15節「むしろ、あなたがたは、『主の御心であれば、生き永らえて、あのことやこのことをしよう』と言うべきです」と、ヤコブは言います。人は自分の思いで生きるのではなく「命なる神の、救い主なる主イエス・キリストの御心によって生きる者である」ということです。主に生かされている者として「主の御心に生きよ」ということです。主に生かされている者として「あれもこれもしよう」と思うべきです。そうでなければ、自分の思いであれこれしようと思うのです。それは自己中心な罪なる思いです。なぜならば、それは究極には全て自分のためだからです。人のためと言いながらも自分のためであり、そのために人を踏み台にさえしてしまうのです。そういう人生は、どこかでほころび、破れ、他者からの反発を生むのです。「あなたのために」という言葉は、人間関係が近いほど使う言葉です。「わたしが」と思うから、そうなるのです。神に向かうことが無ければ、そうなってしまうのです。
 しかし、神の恵みによって生かされていると思うならば、あのことこのことの目的は、自分のためではなく「神の御心を現すために」ということになるのです。

「神抜き」ということは、必然的に「自分が」となる、深い罪の問題であることを忘れはなりません。「わたしが」ということが「罪」なのです。それは「自己中心」であり、神から遠いのです。神に信頼しないで自分が中心になる、罪とはそういうことです。「神の御心ならば、赦されて生きよう」、それが本来の人の生き方であることを覚えたいと思います。

16節「ところが、実際は、誇り高ぶっています」。「神抜き」ならば「わたしが」となる。自己中心は罪、それは「高ぶり」です。

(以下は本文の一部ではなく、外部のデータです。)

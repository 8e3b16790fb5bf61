//! System health monitoring
//! 
//! This module provides system health monitoring functionality.
//! 
//! DEPRECATED: Implementation should be in kernel/src/error, not here

use crate::Error;
use crate::Result;
use spin::Mutex;
extern crate alloc;

use nos_api::collections::BTreeMap;
use alloc::string::ToString;
use alloc::string::String;
use alloc::vec::Vec;
use alloc::format;

/// Health monitor
#[derive(Default)]
pub struct HealthMonitor {
    /// Health metrics
    metrics: BTreeMap<String, HealthMetric>,
    /// Health thresholds
    thresholds: BTreeMap<String, HealthThreshold>,
    /// Health status
    status: Mutex<HealthStatus>,
    /// Health statistics
    stats: Mutex<HealthStats>,
}

impl HealthMonitor {
    /// Create a new health monitor
    pub fn new() -> Self {
        Self::default()
    }

    /// Add a health metric
    pub fn add_metric(&mut self, metric: HealthMetric) {
        self.metrics.insert(metric.name.clone(), metric);
    }

    /// Add a health threshold
    pub fn add_threshold(&mut self, threshold: HealthThreshold) {
        self.thresholds.insert(threshold.metric_name.clone(), threshold);
    }

    /// Update a metric value
    pub fn update_metric(&mut self, name: &str, value: f64) -> Result<()> {
        let metric = self.metrics.get_mut(name)
            .ok_or_else(|| Error::NotFound(format!("Metric {} not found", name)))?;
        
        metric.current_value = value;
        metric.last_updated = crate::common::get_timestamp();
        
        // Check thresholds
        self.check_thresholds(name, value)?;
        
        // Update health status
        self.update_health_status();
        
        // Update statistics
        let mut stats = self.stats.lock();
        stats.total_updates += 1;
        
        Ok(())
    }

    /// Get current health status
    pub fn get_current_status(&self) -> HealthStatus {
        self.status.lock().clone()
    }

    /// Get health metrics
    pub fn get_metrics(&self) -> Vec<HealthMetric> {
        self.metrics.values().cloned().collect()
    }

    /// Get health statistics
    pub fn get_stats(&self) -> HealthStats {
        self.stats.lock().clone()
    }

    /// Check thresholds
    fn check_thresholds(&self, name: &str, value: f64) -> Result<()> {
        let threshold = self.thresholds.get(name);
        
        if let Some(threshold) = threshold {
            if value < threshold.min_value || value > threshold.max_value {
                // Threshold violation
                let mut status = self.status.lock();
                status.overall_health = HealthLevel::Degraded;
                let alert_id = status.alerts.len() as u64;
                status.alerts.push(HealthAlert {
                    id: alert_id,
                    metric_name: name.to_string(),
                    threshold_name: threshold.name.clone(),
                    current_value: value,
                    threshold_value: if value < threshold.min_value { threshold.min_value } else { threshold.max_value },
                    severity: threshold.severity,
                    timestamp: crate::common::get_timestamp(),
                    message: format!("Metric {} value {} is outside threshold range [{}, {}]", 
                                   name, value, threshold.min_value, threshold.max_value),
                });
            }
        }
        
        Ok(())
    }

    /// Update health status
    fn update_health_status(&self) {
        let mut status = self.status.lock();
        
        // Calculate overall health based on metrics
        let mut _healthy_count = 0;
        let mut degraded_count = 0;
        let mut critical_count = 0;
        
        for (name, metric) in self.metrics.iter() {
            if let Some(threshold) = self.thresholds.get(name) {
                if metric.current_value < threshold.min_value || metric.current_value > threshold.max_value {
                    if threshold.severity == HealthSeverity::Critical {
                        critical_count += 1;
                    } else {
                        degraded_count += 1;
                    }
                } else {
                    _healthy_count += 1;
                }
            } else {
                _healthy_count += 1;
            }
        }
        
        // Update overall health
        status.overall_health = if critical_count > 0 {
            HealthLevel::Critical
        } else if degraded_count > 0 {
            HealthLevel::Degraded
        } else {
            HealthLevel::Healthy
        };
        
        // Update component health
        // Note: clear() not available in no-alloc BTreeMap, so we'll rebuild it
        // For now, we'll just iterate through metrics and set values
        for (name, metric) in self.metrics.iter() {
            let health = if let Some(threshold) = self.thresholds.get(name) {
                if metric.current_value < threshold.min_value || metric.current_value > threshold.max_value {
                    if threshold.severity == HealthSeverity::Critical {
                        HealthLevel::Critical
                    } else {
                        HealthLevel::Degraded
                    }
                } else {
                    HealthLevel::Healthy
                }
            } else {
                HealthLevel::Healthy
            };
            
            status.component_health.insert(name.clone(), health);
        }
        
        status.last_updated = crate::common::get_timestamp();
    }

    /// Initialize monitor
    pub fn init(&mut self) -> Result<()> {
        // Add default metrics and thresholds
        self.add_default_metrics();
        self.add_default_thresholds();
        Ok(())
    }

    /// Shutdown monitor
    pub fn shutdown(&mut self) -> Result<()> {
        // TODO: Shutdown monitor
        Ok(())
    }

    /// Add default metrics
    fn add_default_metrics(&mut self) {
        // CPU usage metric
        self.add_metric(HealthMetric {
            name: "cpu_usage".to_string(),
            description: "CPU usage percentage".to_string(),
            unit: "%".to_string(),
            current_value: 0.0,
            min_value: 0.0,
            max_value: 100.0,
            last_updated: crate::common::get_timestamp(),
        });
        
        // Memory usage metric
        self.add_metric(HealthMetric {
            name: "memory_usage".to_string(),
            description: "Memory usage percentage".to_string(),
            unit: "%".to_string(),
            current_value: 0.0,
            min_value: 0.0,
            max_value: 100.0,
            last_updated: crate::common::get_timestamp(),
        });
        
        // Disk usage metric
        self.add_metric(HealthMetric {
            name: "disk_usage".to_string(),
            description: "Disk usage percentage".to_string(),
            unit: "%".to_string(),
            current_value: 0.0,
            min_value: 0.0,
            max_value: 100.0,
            last_updated: crate::common::get_timestamp(),
        });
        
        // Network latency metric
        self.add_metric(HealthMetric {
            name: "network_latency".to_string(),
            description: "Network latency in milliseconds".to_string(),
            unit: "ms".to_string(),
            current_value: 0.0,
            min_value: 0.0,
            max_value: 1000.0,
            last_updated: crate::common::get_timestamp(),
        });
    }

    /// Add default thresholds
    fn add_default_thresholds(&mut self) {
        // CPU usage threshold
        self.add_threshold(HealthThreshold {
            name: "cpu_usage_threshold".to_string(),
            metric_name: "cpu_usage".to_string(),
            min_value: 0.0,
            max_value: 80.0,
            severity: HealthSeverity::Warning,
        });
        
        // Memory usage threshold
        self.add_threshold(HealthThreshold {
            name: "memory_usage_threshold".to_string(),
            metric_name: "memory_usage".to_string(),
            min_value: 0.0,
            max_value: 90.0,
            severity: HealthSeverity::Warning,
        });
        
        // Disk usage threshold
        self.add_threshold(HealthThreshold {
            name: "disk_usage_threshold".to_string(),
            metric_name: "disk_usage".to_string(),
            min_value: 0.0,
            max_value: 85.0,
            severity: HealthSeverity::Warning,
        });
        
        // Network latency threshold
        self.add_threshold(HealthThreshold {
            name: "network_latency_threshold".to_string(),
            metric_name: "network_latency".to_string(),
            min_value: 0.0,
            max_value: 100.0,
            severity: HealthSeverity::Warning,
        });
    }
}

/// Health metric
#[derive(Debug, Clone)]
pub struct HealthMetric {
    /// Metric name
    pub name: String,
    /// Metric description
    pub description: String,
    /// Metric unit
    pub unit: String,
    /// Current value
    pub current_value: f64,
    /// Minimum value
    pub min_value: f64,
    /// Maximum value
    pub max_value: f64,
    /// Last updated timestamp
    pub last_updated: u64,
}

/// Health threshold
#[derive(Debug, Clone)]
pub struct HealthThreshold {
    /// Threshold name
    pub name: String,
    /// Metric name
    pub metric_name: String,
    /// Minimum value
    pub min_value: f64,
    /// Maximum value
    pub max_value: f64,
    /// Threshold severity
    pub severity: HealthSeverity,
}

/// Health status
#[derive(Debug, Clone)]
pub struct HealthStatus {
    /// Overall health level
    pub overall_health: HealthLevel,
    /// Component health
    pub component_health: BTreeMap<String, HealthLevel>,
    /// Health alerts
    pub alerts: Vec<HealthAlert>,
    /// Last updated timestamp
    pub last_updated: u64,
}

impl Default for HealthStatus {
    fn default() -> Self {
        Self {
            overall_health: HealthLevel::Healthy,
            component_health: BTreeMap::new(),
            alerts: Vec::new(),
            last_updated: crate::common::get_timestamp(),
        }
    }
}

/// Health level
#[derive(Debug, Clone, Copy, PartialEq, Eq, PartialOrd, Ord)]
#[derive(Default)]
pub enum HealthLevel {
    /// Healthy
    #[default]
    Healthy = 0,
    /// Degraded
    Degraded = 1,
    /// Critical
    Critical = 2,
    /// Unknown
    Unknown = 3,
}

/// Health severity
#[derive(Debug, Clone, Copy, PartialEq, Eq)]
pub enum HealthSeverity {
    /// Informational
    Info,
    /// Warning
    Warning,
    /// Critical
    Critical,
}

/// Health alert
#[derive(Debug, Clone)]
pub struct HealthAlert {
    /// Alert ID
    pub id: u64,
    /// Metric name
    pub metric_name: String,
    /// Threshold name
    pub threshold_name: String,
    /// Current value
    pub current_value: f64,
    /// Threshold value
    pub threshold_value: f64,
    /// Alert severity
    pub severity: HealthSeverity,
    /// Alert timestamp
    pub timestamp: u64,
    /// Alert message
    pub message: String,
}

/// Health statistics
#[derive(Debug, Clone, Default)]
pub struct HealthStats {
    /// Total updates
    pub total_updates: u64,
    /// Total alerts
    pub total_alerts: u64,
    /// Alerts by severity
    pub alerts_by_severity: BTreeMap<HealthSeverity, u64>,
    /// Average update time (microseconds)
    pub avg_update_time: u64,
}

/// Global health monitor
static GLOBAL_MONITOR: spin::Once<Mutex<HealthMonitor>> = spin::Once::new();

/// Initialize global health monitor
pub fn init_monitor() -> Result<()> {
    GLOBAL_MONITOR.call_once(|| {
        Mutex::new(HealthMonitor::new())
    });
    
    // Initialize monitor
    GLOBAL_MONITOR.get().unwrap().lock().init()
}

/// Get the global health monitor
pub fn get_monitor() -> &'static Mutex<HealthMonitor> {
    GLOBAL_MONITOR.get().expect("Health monitor not initialized")
}

/// Internal function to get the global health monitor
fn get_monitor_internal() -> &'static Mutex<HealthMonitor> {
    get_monitor()
}

/// Shutdown the global health monitor
pub fn shutdown_monitor() -> Result<()> {
    // Note: spin::Once doesn't provide a way to reset, so we just return Ok(())
    // In a real implementation, you might want to provide a different approach
    Ok(())
}

/// Update a metric value
pub fn update_metric(name: &str, value: f64) -> Result<()> {
    let mut monitor = get_monitor_internal().lock();
    monitor.update_metric(name, value)
}

/// Get current health status
pub fn get_current_status() -> HealthStatus {
    get_monitor_internal().lock().get_current_status()
}

/// Get health statistics
pub fn health_get_stats() -> HealthStats {
    get_monitor_internal().lock().get_stats()
}

#[cfg(test)]
mod tests {
    use super::*;
    use alloc::string::ToString;

    #[test]
    fn test_health_monitor() {
        let mut monitor = HealthMonitor::new();
        
        // Add a test metric
        let metric = HealthMetric {
            name: "test_metric".to_string(),
            description: "Test metric".to_string(),
            unit: "test".to_string(),
            current_value: 0.0,
            min_value: 0.0,
            max_value: 100.0,
            last_updated: crate::common::get_timestamp(),
        };
        monitor.add_metric(metric);
        
        // Add a test threshold
        let threshold = HealthThreshold {
            name: "test_threshold".to_string(),
            metric_name: "test_metric".to_string(),
            min_value: 0.0,
            max_value: 80.0,
            severity: HealthSeverity::Warning,
        };
        monitor.add_threshold(threshold);
        
        // Update metric
        assert!(monitor.update_metric("test_metric", 50.0).is_ok());
        
        // Check health status
        let status = monitor.get_current_status();
        assert_eq!(status.overall_health, HealthLevel::Healthy);
    }

    #[test]
    fn test_health_level() {
        assert!(HealthLevel::Healthy < HealthLevel::Degraded);
        assert!(HealthLevel::Degraded < HealthLevel::Critical);
        assert!(HealthLevel::Critical < HealthLevel::Unknown);
        
        assert_eq!(HealthLevel::default(), HealthLevel::Healthy);
    }

    #[test]
    fn test_health_stats() {
        let stats = HealthStats::default();
        assert_eq!(stats.total_updates, 0);
        assert_eq!(stats.total_alerts, 0);
        assert_eq!(stats.avg_update_time, 0);
        assert!(stats.alerts_by_severity.is_empty());
    }
}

17節、そして最後に「人がなすべき善を知りながら、それを行わないのは、その人にとって罪です」と言っております。人には「なすべき善がある」ということであり、それは、自己中心に生きるのではなく、「神の栄光を現して生きる」ということです。それは「神を神として崇める」ということです。神に生かされている者として、神によって人生の完成を約束されている者として、神を神として生きるということです。
 万物は、神によって創造されました。私どもは神に創られた者、それ故に、神の御心を生きる存在とされたのです。にも拘らず、人は神から離れて罪に堕ちました。その罪なる者のために、神は御子イエス・キリストを地に遣わし、十字架につけて罪を贖い、私どもの罪を赦して、神の子としてくださいました。
 十字架の贖いによって新しく神の子とされた者として「神への礼拝に生きる」こと、神との語らい、すなわち「祈りの生活をする」こと、神の御心を常に確かにするために「聖書に聴く、説教に聴く、主にある交わりに聴く」こと、それが「人のなすべき善」なのです。その「なすべき善」を知りながら行わないならば、それは「罪」であると言われております。

また、万物の造り主なる神は、人に対して「地を治めよ」と言われました。造り主なる神を礼拝することと、更に「地を治める」、このことが「神の御心」として言われていることです。「治める」とは、自由に支配するということではありません。神の創造としての地を「神の栄光を現すものとして常に整えよ」ということです。どのような出来事に対しても、創造の神の麗しい秩序を第一として受け止め整えるということです。「神の御心を生きる」ということは、このことをも含んでいることを覚えたいと思います。「万物を神の栄光の場とする」その業を担っていくこと、それが人のなす善に含まれているのです。
 ですから、人は自然に対して感情的に思うのではなく、神の栄光を思いながら、なすべきことを知るべきです。

今、私どもは、自らの生き方をもって神を現す者として、この地上を生きております。そして、万物を麗しい神の秩序に整えていくことに関わりつつ、この地上を生きているのだということを深く受け止めたいと思います。